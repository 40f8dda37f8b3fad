//! Egress policy evaluator.
//!
//! Compiled once from the manifest's `egress` section and shared immutably
//! by every proxy task. Deny rules always take precedence over allow rules;
//! anything unmatched is denied.
//!
//! Pattern syntax per entry, with an optional `:port` suffix (an entry
//! without a port matches all ports):
//!
//! - exact DNS subdomain: `api.example.com`
//! - IP literal: `203.0.113.9`, `2001:db8::1`, `[2001:db8::1]:443`
//! - CIDR range: `10.0.0.0/8`
//! - `*.example.com` — exactly one additional label
//! - `**.example.com` — one or more additional labels (not the apex)
//! - `host` — the enclave's parent loopback address

use cloister_manifest::{is_dns1123_subdomain, Egress};
use ipnet::IpNet;
use std::net::IpAddr;
use thiserror::Error;

#[derive(Debug, Error)]
pub enum PolicyError {
    #[error("invalid egress pattern {0:?}")]
    InvalidPattern(String),
    #[error("invalid port in egress pattern {0:?}")]
    InvalidPort(String),
}

#[derive(Debug, Clone, Copy, PartialEq, Eq)]
pub enum Verdict {
    Allow,
    Deny,
}

#[derive(Debug, Clone)]
enum HostMatcher {
    Exact(String),
    Ip(IpAddr),
    Cidr(IpNet),
    /// `*.suffix`: exactly one label in front of the suffix.
    WildcardLabel(String),
    /// `**.suffix`: one or more labels in front of the suffix.
    AnySuffix(String),
    /// The literal `host`: the parent's loopback address.
    ParentHost,
    /// Matches every valid destination; only built by [`EgressPolicy::allow_all`].
    Any,
}

#[derive(Debug, Clone)]
struct Entry {
    matcher: HostMatcher,
    port: Option<u16>,
}

impl Entry {
    fn parse(raw: &str) -> Result<Self, PolicyError> {
        let (host_part, port) = split_port(raw)?;

        if host_part == "host" {
            return Ok(Entry {
                matcher: HostMatcher::ParentHost,
                port,
            });
        }
        if let Ok(ip) = host_part.parse::<IpAddr>() {
            return Ok(Entry {
                matcher: HostMatcher::Ip(ip),
                port,
            });
        }
        if host_part.contains('/') {
            let net = host_part
                .parse::<IpNet>()
                .map_err(|_| PolicyError::InvalidPattern(raw.to_string()))?;
            return Ok(Entry {
                matcher: HostMatcher::Cidr(net),
                port,
            });
        }
        if let Some(suffix) = host_part.strip_prefix("**.") {
            if !is_dns1123_subdomain(suffix) {
                return Err(PolicyError::InvalidPattern(raw.to_string()));
            }
            return Ok(Entry {
                matcher: HostMatcher::AnySuffix(suffix.to_ascii_lowercase()),
                port,
            });
        }
        if let Some(suffix) = host_part.strip_prefix("*.") {
            if !is_dns1123_subdomain(suffix) {
                return Err(PolicyError::InvalidPattern(raw.to_string()));
            }
            return Ok(Entry {
                matcher: HostMatcher::WildcardLabel(suffix.to_ascii_lowercase()),
                port,
            });
        }
        if is_dns1123_subdomain(&host_part.to_ascii_lowercase()) {
            return Ok(Entry {
                matcher: HostMatcher::Exact(host_part.to_ascii_lowercase()),
                port,
            });
        }
        Err(PolicyError::InvalidPattern(raw.to_string()))
    }

    fn matches(&self, host: &HostKind, port: u16, parent_host: IpAddr) -> bool {
        if let Some(p) = self.port {
            if p != port {
                return false;
            }
        }
        match (&self.matcher, host) {
            (HostMatcher::Exact(name), HostKind::Dns(host)) => name == host,
            (HostMatcher::Ip(ip), HostKind::Ip(host)) => ip == host,
            (HostMatcher::Cidr(net), HostKind::Ip(host)) => net.contains(host),
            (HostMatcher::WildcardLabel(suffix), HostKind::Dns(host)) => host
                .strip_suffix(suffix.as_str())
                .and_then(|head| head.strip_suffix('.'))
                .is_some_and(|head| !head.is_empty() && !head.contains('.')),
            (HostMatcher::AnySuffix(suffix), HostKind::Dns(host)) => host
                .strip_suffix(suffix.as_str())
                .and_then(|head| head.strip_suffix('.'))
                .is_some_and(|head| !head.is_empty()),
            (HostMatcher::ParentHost, HostKind::Ip(host)) => *host == parent_host,
            (HostMatcher::ParentHost, HostKind::Dns(host)) => host == "host",
            (HostMatcher::Any, _) => true,
            _ => false,
        }
    }
}

/// Split a trailing `:port`, leaving IPv6 literals intact.
fn split_port(raw: &str) -> Result<(String, Option<u16>), PolicyError> {
    if let Some(rest) = raw.strip_prefix('[') {
        // Bracketed IPv6: "[::1]" or "[::1]:443".
        let (host, tail) = rest
            .split_once(']')
            .ok_or_else(|| PolicyError::InvalidPattern(raw.to_string()))?;
        let port = match tail {
            "" => None,
            _ => {
                let digits = tail
                    .strip_prefix(':')
                    .ok_or_else(|| PolicyError::InvalidPattern(raw.to_string()))?;
                Some(parse_port(digits, raw)?)
            }
        };
        return Ok((host.to_string(), port));
    }

    // A lone colon separates host and port; more than one means a bare IPv6
    // literal with no port.
    if raw.bytes().filter(|b| *b == b':').count() == 1 {
        let (host, digits) = raw.split_once(':').expect("one colon");
        return Ok((host.to_string(), Some(parse_port(digits, raw)?)));
    }
    Ok((raw.to_string(), None))
}

fn parse_port(digits: &str, raw: &str) -> Result<u16, PolicyError> {
    let port: u16 = digits
        .parse()
        .map_err(|_| PolicyError::InvalidPort(raw.to_string()))?;
    if port == 0 {
        return Err(PolicyError::InvalidPort(raw.to_string()));
    }
    Ok(port)
}

enum HostKind {
    Ip(IpAddr),
    Dns(String),
}

#[derive(Debug, Default)]
struct CompiledSet {
    exact: Vec<Entry>,
    cidr: Vec<Entry>,
    wildcard: Vec<Entry>,
}

impl CompiledSet {
    fn compile(patterns: &[String]) -> Result<Self, PolicyError> {
        let mut set = CompiledSet::default();
        for raw in patterns {
            let entry = Entry::parse(raw)?;
            match entry.matcher {
                HostMatcher::Exact(_)
                | HostMatcher::Ip(_)
                | HostMatcher::ParentHost
                | HostMatcher::Any => set.exact.push(entry),
                HostMatcher::Cidr(_) => set.cidr.push(entry),
                HostMatcher::WildcardLabel(_) | HostMatcher::AnySuffix(_) => {
                    set.wildcard.push(entry)
                }
            }
        }
        Ok(set)
    }

    /// Exact matchers win over CIDR, which win over wildcards.
    fn matches(&self, host: &HostKind, port: u16, parent_host: IpAddr) -> bool {
        self.exact
            .iter()
            .chain(&self.cidr)
            .chain(&self.wildcard)
            .any(|e| e.matches(host, port, parent_host))
    }
}

#[derive(Debug)]
pub struct EgressPolicy {
    deny: CompiledSet,
    allow: CompiledSet,
    parent_host: IpAddr,
}

impl EgressPolicy {
    /// Compile the manifest's egress section. `parent_host` is the address
    /// the special `host` literal resolves to (the parent's loopback; always
    /// `127.0.0.1` on the simulation backend).
    pub fn compile(egress: &Egress, parent_host: IpAddr) -> Result<Self, PolicyError> {
        Ok(Self {
            deny: CompiledSet::compile(&egress.deny)?,
            allow: CompiledSet::compile(&egress.allow)?,
            parent_host,
        })
    }

    /// A policy that allows every valid destination. Used by the outside
    /// egress proxy, where enforcement has already happened inside the
    /// attested enclave.
    pub fn allow_all() -> Self {
        Self {
            deny: CompiledSet::default(),
            allow: CompiledSet {
                exact: vec![Entry {
                    matcher: HostMatcher::Any,
                    port: None,
                }],
                cidr: Vec::new(),
                wildcard: Vec::new(),
            },
            parent_host: IpAddr::from([127, 0, 0, 1]),
        }
    }

    /// Decide whether `(host, port)` may be dialed. Hosts that are neither a
    /// valid IP nor a DNS-1123 subdomain are denied outright.
    pub fn resolve(&self, host: &str, port: u16) -> Verdict {
        let host = host.trim_end_matches('.').to_ascii_lowercase();
        let kind = if let Ok(ip) = host.parse::<IpAddr>() {
            HostKind::Ip(ip)
        } else if let Ok(ip) = host
            .strip_prefix('[')
            .and_then(|h| h.strip_suffix(']'))
            .unwrap_or(host.as_str())
            .parse::<IpAddr>()
        {
            HostKind::Ip(ip)
        } else if is_dns1123_subdomain(&host) {
            HostKind::Dns(host)
        } else {
            return Verdict::Deny;
        };

        if self.deny.matches(&kind, port, self.parent_host) {
            return Verdict::Deny;
        }
        if self.allow.matches(&kind, port, self.parent_host) {
            return Verdict::Allow;
        }
        Verdict::Deny
    }
}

────────────────────────────────────────

**Work to be completed**
Each line above where the word "proxy" occurs should be returned in full.

**Problem solution**
//! by every proxy task. Deny rules always take precedence over allow rules;
    /// egress proxy, where enforcement has already happened inside the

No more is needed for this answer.